The nurse was destined to receive another shock. Richard of the Lion Heart dropped down on his knees beside Alicia, and laid his bearded cheek against my wan one, and for a while couldn't speak. Alicia tried to get her slender arms around him, and couldn't.
"I think," ventured the nurse, in level tones, "that the patient had better not be excited. Shall I give her a stimulant, doctor?"
"The patient's on the highroad to getting well," said the doctor. "And we're the best of all stimulants, aren't we, Sophy?"
When I began to get stronger, the dream which had haunted my illness came back with astonishing vividness and haunted my waking hours. I knew it was a dream, for of course I hadn't been in black water, I hadn't strained toward a light upon the flood, and of course, I hadn't really heard Nicholas Jelnik calling my name; and the kiss was part of the fantasy. I watched him stealthily, this cool, collected, impersonal young man, to whom even the efficient nurse was astonishingly respectful, and pure laughter seized me at the idea of his crying aloud, being as agitated, as passionate, as fiercely insistent, as he had been in the vision.
I ventured to put a part of the vagary to the acid test:
"Alicia, I wasn't thrown out again, into water, was I?"
"No. That was delirium, dear. You were frightfully ill for a while, Sophy." Her face paled. "So ill that The Author fled, because he wouldn't stay in the house and see—what we expected to see. He said it would permanently shatter his nerves. But he has wired every day since."
"It was sensible of him to go. And it's kind of him to wire." I said no more about the water.
"Everybody has been kind. And it wasn't duty kindness, either. It was kind kindness!" said Alicia, lucidly. "Do you know what they're saying in Hyndsville now? They're saying old Sophronisba played a joke on herself." She left me to digest that as best I might.

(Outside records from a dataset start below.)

use crate::test_utils::{gen_inputs, validate_scan, validate_sort};
use crate::{
    prefix_sum, prefix_sum_exclusive, radix_sort, radix_sort_builder, radix_sort_indices,
    BufferKernels, Error, HostBuffer,
};
use rand::{thread_rng, Rng, RngCore};
use rayon::prelude::*;

#[test]
pub fn test_prefix_sum_scenario() {
    let out = prefix_sum(&vec![1i32, 2, 3, 4]).unwrap();

    assert_eq!(out.result, vec![1, 3, 6, 10]);
}

#[test]
pub fn test_prefix_sum_empty() {
    let data: Vec<i32> = Vec::new();
    let out = data.prefix_sum().unwrap();

    assert!(out.is_empty());
    assert!(out.elapsed_ms >= 0.0);
}

#[test]
pub fn test_prefix_sum_random() {
    let mut rng = thread_rng();

    for len in [1usize, 2, 17, 1000, 65_537] {
        let inputs: Vec<i32> = (0..len).map(|_| rng.gen()).collect();

        validate_scan(&inputs, |s| prefix_sum(s).unwrap().result);
    }
}

#[test]
pub fn test_prefix_sum_exclusive() {
    let inputs = gen_inputs(10_000, 8);
    let inclusive = prefix_sum(&inputs).unwrap().result;
    let exclusive = prefix_sum_exclusive(&inputs).unwrap().result;

    assert_eq!(exclusive.len(), inputs.len());
    assert_eq!(exclusive[0], 0);

    for i in 1..inputs.len() {
        assert_eq!(exclusive[i], inclusive[i - 1]);
    }
}

#[test]
pub fn test_radix_sort_scenarios() {
    assert_eq!(
        radix_sort(&vec![5i32, 3, 8, 1, 9, 2]).unwrap().result,
        vec![1, 2, 3, 5, 8, 9]
    );
    assert_eq!(radix_sort(&Vec::<i32>::new()).unwrap().result, Vec::<i32>::new());
    assert_eq!(
        radix_sort(&vec![-1i32, 0, 1]).unwrap().result,
        vec![0, 1, -1]
    );
}

#[test]
pub fn test_radix_sort_random() {
    let mut inputs = Vec::new();
    let mut rng = thread_rng();

    for _ in 0..2000 {
        inputs.push(rng.next_u32() as i32)
    }

    validate_sort(inputs, |s| radix_sort(s).unwrap().result);
}

#[test]
pub fn test_series() {
    let inputs: Vec<i32> = (0..500_000).rev().collect();
    let out = radix_sort(&inputs).unwrap();

    let expected: Vec<i32> = (0..500_000).collect();
    assert_eq!(out.result, expected);
}

#[test]
pub fn test_idempotent() {
    let inputs = gen_inputs(100_000, 16);
    let once = radix_sort(&inputs).unwrap().result;
    let twice = radix_sort(&once).unwrap().result;

    assert_eq!(once, twice);
}

#[test]
pub fn test_stability_tagged() {
    // Only 256 distinct values, so nearly every element ties with others. An unstable sort would
    // scramble the input indices within each run of equal keys.
    let mut rng = thread_rng();
    let inputs: Vec<i32> = (0..60_000)
        .map(|_| (rng.gen_range(0..64u32) << 24 | rng.gen_range(0..4u32)) as i32)
        .collect();

    let perm = radix_sort_indices(&inputs).unwrap().result;

    let mut expected: Vec<u32> = (0..inputs.len() as u32).collect();
    expected.sort_by_key(|i| inputs[*i as usize] as u32);

    assert_eq!(perm, expected);
}

#[test]
pub fn test_indices_match_values() {
    let inputs: Vec<i32> = gen_inputs(100_000, 8)
        .into_iter()
        .map(|v| v & 0x0F0F_0F0F)
        .collect();

    let sorted = radix_sort(&inputs).unwrap().result;
    let perm = radix_sort_indices(&inputs).unwrap().result;

    assert_eq!(perm.len(), inputs.len());

    for (i, p) in perm.iter().enumerate() {
        assert_eq!(inputs[*p as usize], sorted[i]);
    }

    for w in perm.windows(2) {
        if inputs[w[0] as usize] == inputs[w[1] as usize] {
            assert!(w[0] < w[1]);
        }
    }
}

#[test]
pub fn test_signed_indices_are_stable() {
    let inputs: Vec<i32> = gen_inputs(50_000, 0)
        .into_iter()
        .map(|v| v >> 20)
        .collect();

    let perm = radix_sort_builder(&inputs)
        .with_signed_order()
        .sort_indices()
        .unwrap()
        .result;

    let mut expected: Vec<u32> = (0..inputs.len() as u32).collect();
    expected.sort_by_key(|i| inputs[*i as usize]);

    assert_eq!(perm, expected);
}

#[test]
pub fn test_signed_matches_std() {
    let inputs = gen_inputs(50_000, 0);
    let out = radix_sort_builder(&inputs)
        .with_signed_order()
        .sort()
        .unwrap()
        .result;

    let mut expected = inputs.clone();
    expected.sort_unstable();

    assert_eq!(out, expected);
}

#[test]
pub fn test_unsigned_source() {
    let inputs: Vec<u32> = vec![u32::MAX, 7, 0, 1 << 31];
    let out = inputs.radix_sort().unwrap();

    assert_eq!(out.result, vec![0, 7, i32::MIN, -1]);
}

#[test]
pub fn test_invalid_widths() {
    let bytes = vec![1u8; 64];

    for width in [1usize, 2, 8] {
        let source = HostBuffer::new(&bytes, width);

        assert_eq!(source.prefix_sum(), Err(Error::InvalidWidth { width }));
        assert_eq!(source.radix_sort(), Err(Error::InvalidWidth { width }));
    }
}

#[test]
pub fn test_output_byte_length() {
    let inputs = gen_inputs(1_001, 0);
    let bytes: &[u8] = bytemuck::cast_slice(&inputs);
    let source = HostBuffer::new(bytes, 4);

    let sorted = source.radix_sort().unwrap();
    let summed = source.prefix_sum().unwrap();

    assert_eq!(sorted.as_bytes().len(), bytes.len());
    assert_eq!(summed.as_bytes().len(), bytes.len());
    assert!(sorted.elapsed_ms >= 0.0);
    assert!(summed.elapsed_ms >= 0.0);
}

#[test]
pub fn test_concurrent_callers() {
    let input_sets: Vec<Vec<i32>> = (0..16).map(|i| gen_inputs(20_000 + i, 4)).collect();

    let outputs: Vec<Vec<i32>> = input_sets
        .par_iter()
        .map(|inputs| radix_sort(inputs).unwrap().result)
        .collect();

    for (inputs, out) in input_sets.into_iter().zip(outputs) {
        let mut expected = inputs;
        expected.sort_unstable_by_key(|v| *v as u32);

        assert_eq!(out, expected);
    }
}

It isn't pleasant to be ill anywhere. But it isn't altogether unpleasant to be on the sick list in South Carolina. Everybody is anxious about you. Old ladies with palm-leaf fans in their tireless hands come and sit with you. They aren't brilliant old ladies, you understand. I know some whose secular library consists of the Complete Works of John Esten Cooke, Gilmore Simms's War Poems of the South, and a thumbed copy of Father Ryan. But add to these the Bible, the Book of Common Prayer, and the Imitation of Christ, and it doesn't make such a bad showing. It's astonishing how soothing the companionship of women fed upon this pabulum can be, when the things of the world are of necessity set aside for a space, and the simpler things of the spirit draw near.